===== RECORDS FOR PROCESSING =====

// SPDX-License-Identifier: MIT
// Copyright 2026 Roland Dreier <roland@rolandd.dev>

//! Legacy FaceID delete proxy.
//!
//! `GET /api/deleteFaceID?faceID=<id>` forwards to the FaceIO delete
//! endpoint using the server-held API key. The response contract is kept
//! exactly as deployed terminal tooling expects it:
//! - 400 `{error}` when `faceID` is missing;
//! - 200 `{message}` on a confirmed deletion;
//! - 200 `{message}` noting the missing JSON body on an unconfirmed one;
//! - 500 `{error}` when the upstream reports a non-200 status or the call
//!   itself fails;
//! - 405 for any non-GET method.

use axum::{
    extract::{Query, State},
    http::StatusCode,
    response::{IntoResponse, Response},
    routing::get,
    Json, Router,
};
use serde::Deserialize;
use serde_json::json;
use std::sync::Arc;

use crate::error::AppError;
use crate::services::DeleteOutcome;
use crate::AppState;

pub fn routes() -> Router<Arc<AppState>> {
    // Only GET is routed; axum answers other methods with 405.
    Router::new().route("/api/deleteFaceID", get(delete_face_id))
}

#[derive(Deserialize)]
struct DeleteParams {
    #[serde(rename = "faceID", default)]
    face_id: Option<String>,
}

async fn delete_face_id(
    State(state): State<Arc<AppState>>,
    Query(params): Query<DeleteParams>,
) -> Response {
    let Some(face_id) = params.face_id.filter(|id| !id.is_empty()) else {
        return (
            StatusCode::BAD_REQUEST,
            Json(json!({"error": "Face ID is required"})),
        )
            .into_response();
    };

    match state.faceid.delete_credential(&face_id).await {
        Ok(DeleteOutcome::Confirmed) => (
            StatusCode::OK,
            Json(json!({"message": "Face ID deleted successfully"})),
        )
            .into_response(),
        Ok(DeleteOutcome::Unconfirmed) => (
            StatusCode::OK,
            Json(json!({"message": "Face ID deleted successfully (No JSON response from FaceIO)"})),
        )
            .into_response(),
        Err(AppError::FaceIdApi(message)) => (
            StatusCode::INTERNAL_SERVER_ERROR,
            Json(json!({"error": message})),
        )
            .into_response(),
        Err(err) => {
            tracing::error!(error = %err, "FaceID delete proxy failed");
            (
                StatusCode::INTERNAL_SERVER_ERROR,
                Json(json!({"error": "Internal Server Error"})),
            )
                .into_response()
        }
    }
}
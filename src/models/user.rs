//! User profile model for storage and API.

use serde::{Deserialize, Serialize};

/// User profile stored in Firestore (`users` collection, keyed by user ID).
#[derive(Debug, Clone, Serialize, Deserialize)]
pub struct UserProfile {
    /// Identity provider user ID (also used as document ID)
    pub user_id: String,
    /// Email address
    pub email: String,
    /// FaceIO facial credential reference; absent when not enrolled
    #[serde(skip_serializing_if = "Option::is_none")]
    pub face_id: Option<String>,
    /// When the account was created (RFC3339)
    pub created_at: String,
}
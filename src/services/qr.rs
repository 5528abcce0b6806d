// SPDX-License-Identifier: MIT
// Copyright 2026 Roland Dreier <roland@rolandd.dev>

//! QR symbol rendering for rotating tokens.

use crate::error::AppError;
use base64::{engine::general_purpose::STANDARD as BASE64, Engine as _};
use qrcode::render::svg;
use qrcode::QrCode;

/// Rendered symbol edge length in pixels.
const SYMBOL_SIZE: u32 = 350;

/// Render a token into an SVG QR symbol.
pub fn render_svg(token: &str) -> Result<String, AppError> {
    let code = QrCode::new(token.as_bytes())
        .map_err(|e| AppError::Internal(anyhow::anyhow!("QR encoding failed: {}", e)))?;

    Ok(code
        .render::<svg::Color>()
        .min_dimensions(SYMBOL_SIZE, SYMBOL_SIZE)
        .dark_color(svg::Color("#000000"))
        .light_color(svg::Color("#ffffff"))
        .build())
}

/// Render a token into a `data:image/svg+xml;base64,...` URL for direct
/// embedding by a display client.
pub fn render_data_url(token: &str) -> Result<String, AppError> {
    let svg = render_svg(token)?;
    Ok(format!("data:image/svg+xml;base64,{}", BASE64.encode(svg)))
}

=====
===== RECORDS FOR PROCESSING =====

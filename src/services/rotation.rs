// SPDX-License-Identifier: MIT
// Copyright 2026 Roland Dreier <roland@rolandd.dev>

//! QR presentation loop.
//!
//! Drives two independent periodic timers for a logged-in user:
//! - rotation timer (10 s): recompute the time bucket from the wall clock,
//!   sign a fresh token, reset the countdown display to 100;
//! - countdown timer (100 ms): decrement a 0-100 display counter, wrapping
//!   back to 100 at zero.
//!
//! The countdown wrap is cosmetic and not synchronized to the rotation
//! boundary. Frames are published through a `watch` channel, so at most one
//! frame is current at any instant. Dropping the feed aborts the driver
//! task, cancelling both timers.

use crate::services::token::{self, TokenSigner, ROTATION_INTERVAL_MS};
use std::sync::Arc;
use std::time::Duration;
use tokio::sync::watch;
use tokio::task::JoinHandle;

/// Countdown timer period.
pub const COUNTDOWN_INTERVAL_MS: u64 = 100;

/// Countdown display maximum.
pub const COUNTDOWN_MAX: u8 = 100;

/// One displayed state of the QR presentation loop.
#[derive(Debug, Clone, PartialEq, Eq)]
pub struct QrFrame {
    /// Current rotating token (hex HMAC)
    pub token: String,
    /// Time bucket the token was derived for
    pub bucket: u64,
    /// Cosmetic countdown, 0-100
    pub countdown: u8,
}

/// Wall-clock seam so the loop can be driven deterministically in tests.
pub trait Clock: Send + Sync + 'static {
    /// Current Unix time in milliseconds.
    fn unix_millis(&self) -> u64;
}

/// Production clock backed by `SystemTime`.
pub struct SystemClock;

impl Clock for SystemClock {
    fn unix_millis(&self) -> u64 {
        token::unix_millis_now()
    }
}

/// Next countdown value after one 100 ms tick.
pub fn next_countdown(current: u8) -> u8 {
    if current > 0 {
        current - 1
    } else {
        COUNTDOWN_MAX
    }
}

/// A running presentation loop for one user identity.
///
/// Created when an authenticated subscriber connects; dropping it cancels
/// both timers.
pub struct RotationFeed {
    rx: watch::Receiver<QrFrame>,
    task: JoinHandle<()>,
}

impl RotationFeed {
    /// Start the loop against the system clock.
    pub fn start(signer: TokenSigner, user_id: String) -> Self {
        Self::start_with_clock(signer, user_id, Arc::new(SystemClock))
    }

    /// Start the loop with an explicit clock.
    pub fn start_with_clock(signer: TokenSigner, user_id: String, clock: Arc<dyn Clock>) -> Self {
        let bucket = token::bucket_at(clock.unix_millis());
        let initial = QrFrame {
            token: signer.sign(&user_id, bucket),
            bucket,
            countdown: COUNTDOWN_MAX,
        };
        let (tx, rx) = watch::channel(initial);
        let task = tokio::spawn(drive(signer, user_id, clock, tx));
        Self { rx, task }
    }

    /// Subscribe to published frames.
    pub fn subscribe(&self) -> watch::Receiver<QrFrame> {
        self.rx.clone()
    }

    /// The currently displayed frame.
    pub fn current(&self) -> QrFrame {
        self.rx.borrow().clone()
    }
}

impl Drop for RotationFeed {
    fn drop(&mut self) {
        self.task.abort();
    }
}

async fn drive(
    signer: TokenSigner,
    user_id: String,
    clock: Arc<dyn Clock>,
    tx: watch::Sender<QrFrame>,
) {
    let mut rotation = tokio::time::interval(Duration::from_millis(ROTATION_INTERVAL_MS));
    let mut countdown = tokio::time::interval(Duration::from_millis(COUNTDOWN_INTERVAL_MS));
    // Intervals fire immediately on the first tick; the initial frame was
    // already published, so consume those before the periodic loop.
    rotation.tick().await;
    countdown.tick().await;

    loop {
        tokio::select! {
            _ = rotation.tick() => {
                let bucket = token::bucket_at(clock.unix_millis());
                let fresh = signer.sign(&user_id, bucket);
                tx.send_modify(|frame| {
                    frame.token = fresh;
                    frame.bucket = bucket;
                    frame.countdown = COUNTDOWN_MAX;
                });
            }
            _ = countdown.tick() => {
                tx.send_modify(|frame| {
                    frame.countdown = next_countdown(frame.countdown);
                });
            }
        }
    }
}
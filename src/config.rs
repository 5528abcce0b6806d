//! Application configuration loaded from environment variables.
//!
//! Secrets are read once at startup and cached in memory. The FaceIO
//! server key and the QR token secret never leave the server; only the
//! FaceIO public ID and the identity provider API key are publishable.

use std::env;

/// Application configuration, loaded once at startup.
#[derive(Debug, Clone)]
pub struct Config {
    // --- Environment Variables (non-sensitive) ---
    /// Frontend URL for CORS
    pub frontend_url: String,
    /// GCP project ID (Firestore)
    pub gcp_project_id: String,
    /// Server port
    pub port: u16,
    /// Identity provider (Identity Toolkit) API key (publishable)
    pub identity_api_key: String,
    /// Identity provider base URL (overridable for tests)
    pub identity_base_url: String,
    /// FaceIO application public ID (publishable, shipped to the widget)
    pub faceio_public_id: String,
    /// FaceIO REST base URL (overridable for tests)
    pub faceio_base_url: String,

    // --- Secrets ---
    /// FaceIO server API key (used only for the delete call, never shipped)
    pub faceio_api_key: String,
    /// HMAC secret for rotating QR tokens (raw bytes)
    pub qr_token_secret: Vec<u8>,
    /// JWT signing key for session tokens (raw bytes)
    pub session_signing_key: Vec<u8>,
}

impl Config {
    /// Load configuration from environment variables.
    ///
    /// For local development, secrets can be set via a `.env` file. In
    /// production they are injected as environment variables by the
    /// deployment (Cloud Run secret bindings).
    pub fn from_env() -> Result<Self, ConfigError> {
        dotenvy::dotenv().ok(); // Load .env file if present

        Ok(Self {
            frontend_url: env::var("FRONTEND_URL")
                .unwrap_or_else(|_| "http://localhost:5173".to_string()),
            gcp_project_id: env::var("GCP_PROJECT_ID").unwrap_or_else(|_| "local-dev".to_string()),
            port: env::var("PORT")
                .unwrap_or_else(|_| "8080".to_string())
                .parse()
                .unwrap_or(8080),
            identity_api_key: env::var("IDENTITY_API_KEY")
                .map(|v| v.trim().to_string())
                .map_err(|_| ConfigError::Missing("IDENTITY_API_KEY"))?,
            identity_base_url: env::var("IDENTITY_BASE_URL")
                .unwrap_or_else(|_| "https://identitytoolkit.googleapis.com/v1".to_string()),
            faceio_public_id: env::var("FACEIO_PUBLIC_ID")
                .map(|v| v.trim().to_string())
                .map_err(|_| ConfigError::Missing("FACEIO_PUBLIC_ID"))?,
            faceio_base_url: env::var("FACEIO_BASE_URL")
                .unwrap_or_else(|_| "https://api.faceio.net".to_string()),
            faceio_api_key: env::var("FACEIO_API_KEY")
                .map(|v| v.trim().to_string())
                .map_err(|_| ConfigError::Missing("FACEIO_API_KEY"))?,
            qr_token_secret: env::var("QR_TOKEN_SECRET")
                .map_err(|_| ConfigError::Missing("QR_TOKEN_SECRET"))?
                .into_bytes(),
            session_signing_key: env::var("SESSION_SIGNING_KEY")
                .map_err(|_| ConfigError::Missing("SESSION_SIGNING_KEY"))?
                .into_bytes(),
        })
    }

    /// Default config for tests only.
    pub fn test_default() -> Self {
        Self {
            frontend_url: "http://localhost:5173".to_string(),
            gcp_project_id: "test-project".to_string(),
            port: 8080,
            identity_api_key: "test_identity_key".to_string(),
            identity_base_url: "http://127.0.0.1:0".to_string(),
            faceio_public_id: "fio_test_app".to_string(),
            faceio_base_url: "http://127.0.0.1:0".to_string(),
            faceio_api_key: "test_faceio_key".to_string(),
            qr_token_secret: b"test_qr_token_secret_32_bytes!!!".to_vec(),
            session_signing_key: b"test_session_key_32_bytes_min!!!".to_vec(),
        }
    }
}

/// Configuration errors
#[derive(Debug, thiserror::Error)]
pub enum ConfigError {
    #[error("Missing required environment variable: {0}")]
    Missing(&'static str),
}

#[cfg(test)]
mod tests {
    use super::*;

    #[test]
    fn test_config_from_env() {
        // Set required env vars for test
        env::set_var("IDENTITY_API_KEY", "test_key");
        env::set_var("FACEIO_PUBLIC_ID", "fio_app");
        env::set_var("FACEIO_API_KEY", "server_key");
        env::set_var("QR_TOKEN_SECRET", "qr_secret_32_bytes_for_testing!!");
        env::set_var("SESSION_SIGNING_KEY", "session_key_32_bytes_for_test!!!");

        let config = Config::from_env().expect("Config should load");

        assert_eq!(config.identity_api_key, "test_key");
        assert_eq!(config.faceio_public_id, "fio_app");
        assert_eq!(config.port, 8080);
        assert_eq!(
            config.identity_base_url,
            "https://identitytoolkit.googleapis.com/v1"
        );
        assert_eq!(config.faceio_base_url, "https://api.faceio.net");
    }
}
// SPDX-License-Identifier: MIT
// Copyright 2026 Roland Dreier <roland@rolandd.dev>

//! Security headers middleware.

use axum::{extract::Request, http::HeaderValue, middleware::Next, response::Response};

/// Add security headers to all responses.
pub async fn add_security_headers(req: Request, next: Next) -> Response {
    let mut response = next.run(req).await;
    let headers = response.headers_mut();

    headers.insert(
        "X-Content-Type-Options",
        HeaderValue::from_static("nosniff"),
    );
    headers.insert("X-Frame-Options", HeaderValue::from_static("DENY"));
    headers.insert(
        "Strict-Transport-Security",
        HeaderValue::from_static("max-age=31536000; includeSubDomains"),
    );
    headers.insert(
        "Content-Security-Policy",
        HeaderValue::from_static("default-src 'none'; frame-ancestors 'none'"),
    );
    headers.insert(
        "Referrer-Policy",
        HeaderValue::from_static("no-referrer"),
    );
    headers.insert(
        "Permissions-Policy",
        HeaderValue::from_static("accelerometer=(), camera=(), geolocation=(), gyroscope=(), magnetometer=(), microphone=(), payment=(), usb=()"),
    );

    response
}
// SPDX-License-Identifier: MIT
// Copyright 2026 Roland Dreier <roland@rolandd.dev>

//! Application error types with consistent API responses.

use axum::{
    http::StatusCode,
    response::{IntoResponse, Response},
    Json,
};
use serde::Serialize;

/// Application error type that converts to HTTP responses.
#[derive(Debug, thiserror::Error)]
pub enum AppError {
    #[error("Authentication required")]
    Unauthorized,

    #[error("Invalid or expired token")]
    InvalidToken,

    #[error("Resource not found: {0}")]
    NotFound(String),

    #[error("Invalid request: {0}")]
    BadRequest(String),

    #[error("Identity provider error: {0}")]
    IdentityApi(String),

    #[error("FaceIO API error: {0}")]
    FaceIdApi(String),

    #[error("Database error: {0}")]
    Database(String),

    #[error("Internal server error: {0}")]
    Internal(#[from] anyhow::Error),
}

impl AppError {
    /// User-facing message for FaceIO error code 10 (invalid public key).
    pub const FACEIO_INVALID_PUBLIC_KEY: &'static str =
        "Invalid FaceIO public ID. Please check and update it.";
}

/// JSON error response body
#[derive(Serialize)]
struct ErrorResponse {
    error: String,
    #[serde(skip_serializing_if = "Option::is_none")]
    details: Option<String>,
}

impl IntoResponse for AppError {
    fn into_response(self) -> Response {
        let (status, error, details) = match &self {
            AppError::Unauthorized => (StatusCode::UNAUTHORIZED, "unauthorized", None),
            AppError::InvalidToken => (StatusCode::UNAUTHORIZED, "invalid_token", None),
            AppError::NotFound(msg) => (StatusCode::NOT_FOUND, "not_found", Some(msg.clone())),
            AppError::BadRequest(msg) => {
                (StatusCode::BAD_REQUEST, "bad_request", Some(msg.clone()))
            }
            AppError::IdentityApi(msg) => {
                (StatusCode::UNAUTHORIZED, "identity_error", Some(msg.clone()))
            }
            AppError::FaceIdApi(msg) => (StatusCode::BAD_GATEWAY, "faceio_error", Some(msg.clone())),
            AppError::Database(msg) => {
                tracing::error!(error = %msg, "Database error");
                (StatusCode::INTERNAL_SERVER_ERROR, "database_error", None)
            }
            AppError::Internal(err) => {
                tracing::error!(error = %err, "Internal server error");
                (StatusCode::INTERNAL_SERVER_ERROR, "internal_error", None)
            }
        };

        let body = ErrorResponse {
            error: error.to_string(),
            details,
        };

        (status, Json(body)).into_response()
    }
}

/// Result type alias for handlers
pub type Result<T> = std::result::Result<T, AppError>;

=====

THE TASK:
Return every line of the listing above where "axum" appears.

ANSWER:
use axum::{
    // Only GET is routed; axum answers other methods with 405.
use axum::{extract::Request, http::HeaderValue, middleware::Next, response::Response};
use axum::{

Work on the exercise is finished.